We all understand that we can’t be stagnant and we’ve got to always be working to find that next improvement. Sometimes, it’s not the easy thing to do. But it’s the right thing to do.



Chris Dickman, POET’s Biofuels Regulatory Program Manager


Just three months after the completion at the initial plant in Portland, the turbine at the North Manchester, Ind., was up and running. Within two years, POET has installed 14 turbines in 13 plants across five states.  


“We’re reducing our use of electricity, reusing our own energy more efficiently, reducing greenhouse gas emissions and cutting down on our carbon footprint,” says Pierson. “It’s everything we’re about.”


Like all of POET’s projects, each success — and even each failure — keeps the team moving toward the ideal of energy self-sustainability. It’s a “reduce, reuse, recycle” attitude that dates back to the opening of POET’s first commercial-scale ethanol plant in Scotland, S.D., in 1987, when the Broin family designed and built and painted most everything themselves. When they needed equipment, they searched out defunct ethanol plants and closed creameries. When they heard the Schlitz Brewery was going out of business, they drove to Milwaukee to buy parts, demonstrating yet again a resourcefulness mindset.

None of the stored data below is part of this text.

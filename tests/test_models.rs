//! Tests for model training, grid search and persistence

use churnflow::model::grid::{grid_search, ForestGrid};
use churnflow::model::logistic::fit_logistic;
use churnflow::model::metrics::{accuracy, roc_auc, roc_curve};
use churnflow::model::persist::{load_forest, load_logistic, save_models, FOREST_FILE, LOGISTIC_FILE};
use churnflow::pipeline::encoder::encode_churn_rates;
use churnflow::pipeline::loader::load_customer_data;
use churnflow::pipeline::schema::FeatureSchema;
use churnflow::pipeline::split::{train_test_split, DataSplit, SplitConfig};
use tempfile::tempdir;

mod common;

use common::*;

fn fixture_split(rows: usize) -> DataSplit {
    let mut df = create_bank_dataframe(rows);
    let (_temp_dir, csv_path) = create_temp_csv(&mut df);
    let loaded = load_customer_data(&csv_path, 100).unwrap();

    let schema = FeatureSchema::bank_churn();
    let encoded = encode_churn_rates(loaded, schema.categorical_columns()).unwrap();
    train_test_split(&encoded, &schema, &SplitConfig::default()).unwrap()
}

#[test]
fn grid_search_learns_the_transaction_signal() {
    let split = fixture_split(100);
    let grid = ForestGrid::quick();

    let outcome = grid_search(
        &split.x_train,
        &split.y_train,
        split.feature_names.clone(),
        &grid,
        5,
        42,
    )
    .unwrap();

    let y_test: Vec<usize> = split.y_test.iter().copied().collect();
    let preds = outcome.best.predict(&split.x_test);
    assert!(
        accuracy(&y_test, &preds) > 0.8,
        "forest should separate the synthetic signal"
    );

    // The transaction count carries most of the fixture's signal
    let ranked = outcome.best.ranked_features();
    let top_names: Vec<&str> = ranked.iter().take(3).map(|f| f.name.as_str()).collect();
    assert!(
        top_names.contains(&"Total_Trans_Ct") || top_names.contains(&"Total_Trans_Amt"),
        "expected a transaction feature near the top, got {:?}",
        top_names
    );
}

#[test]
fn logistic_regression_beats_chance_on_the_fixture() {
    let split = fixture_split(100);
    let model = fit_logistic(&split.x_train, &split.y_train, 3000).unwrap();

    let y_test: Vec<usize> = split.y_test.iter().copied().collect();
    let scores = model.predict_proba(&split.x_test);
    let auc = roc_auc(&roc_curve(&y_test, &scores));
    assert!(auc > 0.7, "logistic AUC should beat chance, got {}", auc);
}

#[test]
fn saved_models_reload_and_predict_identically() {
    let split = fixture_split(100);
    let outcome = grid_search(
        &split.x_train,
        &split.y_train,
        split.feature_names.clone(),
        &ForestGrid::quick(),
        5,
        42,
    )
    .unwrap();
    let logistic = fit_logistic(&split.x_train, &split.y_train, 3000).unwrap();

    let dir = tempdir().unwrap();
    save_models(&outcome.best, &logistic, dir.path()).unwrap();

    assert_non_empty_file(&dir.path().join(FOREST_FILE));
    assert_non_empty_file(&dir.path().join(LOGISTIC_FILE));

    let reloaded_forest = load_forest(dir.path()).unwrap();
    let reloaded_logistic = load_logistic(dir.path()).unwrap();

    assert_eq!(
        reloaded_forest.predict(&split.x_test),
        outcome.best.predict(&split.x_test)
    );
    assert_eq!(
        reloaded_logistic.predict(&split.x_test),
        logistic.predict(&split.x_test)
    );
}

#[test]
fn grid_search_scores_every_candidate() {
    let split = fixture_split(100);
    let grid = ForestGrid {
        n_estimators: vec![10, 20],
        max_features: vec![churnflow::model::tree::MaxFeatures::Sqrt],
        max_depth: vec![4],
        criterion: vec![churnflow::model::tree::SplitCriterion::Gini],
    };

    let outcome = grid_search(
        &split.x_train,
        &split.y_train,
        split.feature_names.clone(),
        &grid,
        5,
        42,
    )
    .unwrap();

    assert_eq!(outcome.scores.len(), 2);
    for (_, score) in &outcome.scores {
        assert!((0.0..=1.0).contains(score));
    }
    assert!(outcome.best_score > 0.0);
}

“This is another project that gets us closer to cutting the cord and being completely self-sufficient,” says Dickman. “It’s another step that makes us wonder where all this could eventually lead. Zero electricity input? No reliance on outside energy? This is what we think about. It’s what we do here. We all understand that we can’t be stagnant and we’ve got to always be working to find that next improvement. Sometimes, it’s not the easy thing to do. But it’s the right thing to do.”